### [Entries provided]
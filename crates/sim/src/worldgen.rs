use rand::Rng;
use thiserror::Error;
use tracing::info;

use crate::archetype::Archetype;
use crate::entity::{EntityRef, ENTITY_CAPACITY};
use crate::grid;
use crate::world::World;
use crate::Vec2;

/// Initial world population: one player at the origin plus resources
/// scattered uniformly in `±scatter_extent` on both axes, snapped to the tile
/// grid.
#[derive(Debug, Clone)]
pub struct WorldgenConfig {
    pub rock_count: usize,
    pub tree_count: usize,
    pub scatter_extent: f32,
}

impl Default for WorldgenConfig {
    fn default() -> Self {
        Self {
            rock_count: 10,
            tree_count: 10,
            scatter_extent: 200.0,
        }
    }
}

#[derive(Debug, Clone, Copy, PartialEq, Error)]
pub enum WorldgenError {
    #[error("world population {requested} exceeds entity capacity {capacity}")]
    PopulationExceedsCapacity { requested: usize, capacity: usize },
    #[error("scatter extent must be finite and non-negative, got {extent}")]
    InvalidScatterExtent { extent: f32 },
}

/// Populates a fresh world and returns the player handle. The config is
/// validated up front so a bad population count is a recoverable error here
/// rather than pool exhaustion later.
pub fn generate(
    world: &mut World,
    config: &WorldgenConfig,
    rng: &mut impl Rng,
) -> Result<EntityRef, WorldgenError> {
    if !config.scatter_extent.is_finite() || config.scatter_extent < 0.0 {
        return Err(WorldgenError::InvalidScatterExtent {
            extent: config.scatter_extent,
        });
    }
    let requested = 1 + config.rock_count + config.tree_count;
    if requested > ENTITY_CAPACITY {
        return Err(WorldgenError::PopulationExceedsCapacity {
            requested,
            capacity: ENTITY_CAPACITY,
        });
    }

    let player = world.spawn(Archetype::Player, Vec2::default());
    world.set_player(Some(player));

    for _ in 0..config.rock_count {
        let position = scatter_position(config.scatter_extent, rng);
        world.spawn(Archetype::Rock, position);
    }
    for _ in 0..config.tree_count {
        let position = scatter_position(config.scatter_extent, rng);
        world.spawn(Archetype::Tree, position);
    }

    info!(
        rocks = config.rock_count,
        trees = config.tree_count,
        entity_count = world.pool().live_count(),
        "world_generated"
    );
    Ok(player)
}

fn scatter_position(extent: f32, rng: &mut impl Rng) -> Vec2 {
    grid::snap(Vec2 {
        x: rng.gen_range(-extent..=extent),
        y: rng.gen_range(-extent..=extent),
    })
}

#[cfg(test)]
mod tests {
    use super::*;
    use rand::rngs::StdRng;
    use rand::SeedableRng;

    #[test]
    fn generates_the_player_and_scattered_resources() {
        let mut world = World::new();
        let config = WorldgenConfig::default();
        let mut rng = StdRng::seed_from_u64(1);

        let player = generate(&mut world, &config, &mut rng).expect("valid config");

        assert_eq!(world.player(), Some(player));
        assert_eq!(
            world.pool().get(player).expect("player").position,
            Vec2::default()
        );
        assert_eq!(
            world.pool().live_count(),
            1 + config.rock_count + config.tree_count
        );

        for (handle, entity) in world.pool().iter() {
            if handle == player {
                continue;
            }
            assert!(
                matches!(entity.archetype, Archetype::Rock | Archetype::Tree),
                "{:?}",
                entity.archetype
            );
            assert_eq!(
                grid::snap(entity.position),
                entity.position,
                "resource not tile-snapped at {:?}",
                entity.position
            );
            assert!(entity.position.x.abs() <= config.scatter_extent);
            assert!(entity.position.y.abs() <= config.scatter_extent);
        }
    }

    #[test]
    fn same_seed_produces_the_same_layout() {
        let config = WorldgenConfig::default();

        let mut world_a = World::new();
        generate(&mut world_a, &config, &mut StdRng::seed_from_u64(42)).expect("valid");
        let mut world_b = World::new();
        generate(&mut world_b, &config, &mut StdRng::seed_from_u64(42)).expect("valid");

        let layout_a: Vec<_> = world_a
            .pool()
            .iter()
            .map(|(_, entity)| (entity.archetype, entity.position))
            .collect();
        let layout_b: Vec<_> = world_b
            .pool()
            .iter()
            .map(|(_, entity)| (entity.archetype, entity.position))
            .collect();
        assert_eq!(layout_a, layout_b);
    }

    #[test]
    fn rejects_a_population_over_pool_capacity() {
        let mut world = World::new();
        let config = WorldgenConfig {
            rock_count: ENTITY_CAPACITY,
            ..WorldgenConfig::default()
        };
        let result = generate(&mut world, &config, &mut StdRng::seed_from_u64(0));
        assert_eq!(
            result,
            Err(WorldgenError::PopulationExceedsCapacity {
                requested: 1 + ENTITY_CAPACITY + 10,
                capacity: ENTITY_CAPACITY,
            })
        );
    }

    #[test]
    fn rejects_a_non_finite_scatter_extent() {
        let mut world = World::new();
        let config = WorldgenConfig {
            scatter_extent: f32::NAN,
            ..WorldgenConfig::default()
        };
        let result = generate(&mut world, &config, &mut StdRng::seed_from_u64(0));
        assert!(matches!(
            result,
            Err(WorldgenError::InvalidScatterExtent { .. })
        ));
    }
}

### [What you will do]
Of the entries above, how many lines hold the word "snapped"? Give back only that number.

### [Solution to this task]
2